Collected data
= Beginning of Section =
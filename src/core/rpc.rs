//! JSON-RPC envelope shared by the HTTP and stdio transports.

use serde::{Deserialize, Serialize};
use serde_json::Value as J;

pub const PROTOCOL_VERSION: &str = "2024-11-05";

#[derive(Deserialize, Debug)]
pub struct RpcReq {
    pub jsonrpc: String,
    /// Null for notifications, which receive no response.
    #[serde(default)]
    pub id: J,
    pub method: String,
    #[serde(default)]
    pub params: J,
}

impl RpcReq {
    pub fn is_notification(&self) -> bool {
        self.id.is_null()
    }
}

#[derive(Serialize, Debug, Clone)]
pub struct RpcResp {
    pub jsonrpc: &'static str,
    pub id: J,
    #[serde(skip_serializing_if = "Option::is_none")]
    pub result: Option<J>,
    #[serde(skip_serializing_if = "Option::is_none")]
    pub error: Option<RpcErr>,
}

#[derive(Serialize, Debug, Clone)]
pub struct RpcErr {
    pub code: i32,
    pub message: String,
    #[serde(skip_serializing_if = "Option::is_none")]
    pub data: Option<J>,
}

pub fn ok(id: J, result: J) -> RpcResp {
    RpcResp { jsonrpc: "2.0", id, result: Some(result), error: None }
}

pub fn err(id: J, code: i32, msg: impl Into<String>, data: Option<J>) -> RpcResp {
    RpcResp { jsonrpc: "2.0", id, result: None, error: Some(RpcErr { code, message: msg.into(), data }) }
}

/// A frame that never parsed has no id to echo; respond at the protocol's
/// null id with the standard parse-error code.
pub fn parse_error(msg: impl Into<String>) -> RpcResp {
    err(J::Null, -32700, msg, None)
}

/// Identity advertised in `initialize` and the self-description resource.
#[derive(Serialize, Deserialize, Debug, Clone)]
pub struct ServerIdentity {
    pub name: String,
    pub version: String,
}

impl Default for ServerIdentity {
    fn default() -> Self {
        Self {
            name: env!("CARGO_PKG_NAME").to_string(),
            version: env!("CARGO_PKG_VERSION").to_string(),
        }
    }
}

#[cfg(test)]
mod tests {
    use super::*;
    use serde_json::json;

    #[test]
    fn it_parses_a_request_with_id() {
        let r: RpcReq =
            serde_json::from_str(r#"{"jsonrpc":"2.0","id":7,"method":"tools/list"}"#).unwrap();
        assert_eq!(r.method, "tools/list");
        assert!(!r.is_notification());
        assert!(r.params.is_null());
    }

    #[test]
    fn it_treats_missing_id_as_notification() {
        let r: RpcReq = serde_json::from_str(
            r#"{"jsonrpc":"2.0","method":"notifications/initialized","params":{}}"#,
        )
        .unwrap();
        assert!(r.is_notification());
    }

    #[test]
    fn it_serializes_ok_without_error_field() {
        let s = serde_json::to_string(&ok(json!(1), json!({"x": 1}))).unwrap();
        assert!(s.contains("\"result\""));
        assert!(!s.contains("\"error\""));
    }

    #[test]
    fn it_serializes_err_without_result_field() {
        let s = serde_json::to_string(&err(json!(1), -32601, "unknown method: nope", None)).unwrap();
        assert!(s.contains("-32601"));
        assert!(!s.contains("\"result\""));
    }

    #[test]
    fn parse_error_uses_the_null_id_and_standard_code() {
        let resp = parse_error("bad json");
        assert!(resp.id.is_null());
        let e = resp.error.unwrap();
        assert_eq!(e.code, -32700);
        assert!(e.message.contains("bad json"));
    }
}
= End of Section =
**TRY IT**
Which lines above contain the word "message"? List them.

**ANSWER TO THE EXERCISE**
    pub message: String,
    RpcResp { jsonrpc: "2.0", id, result: None, error: Some(RpcErr { code, message: msg.into(), data }) }
        assert!(e.message.contains("bad json"));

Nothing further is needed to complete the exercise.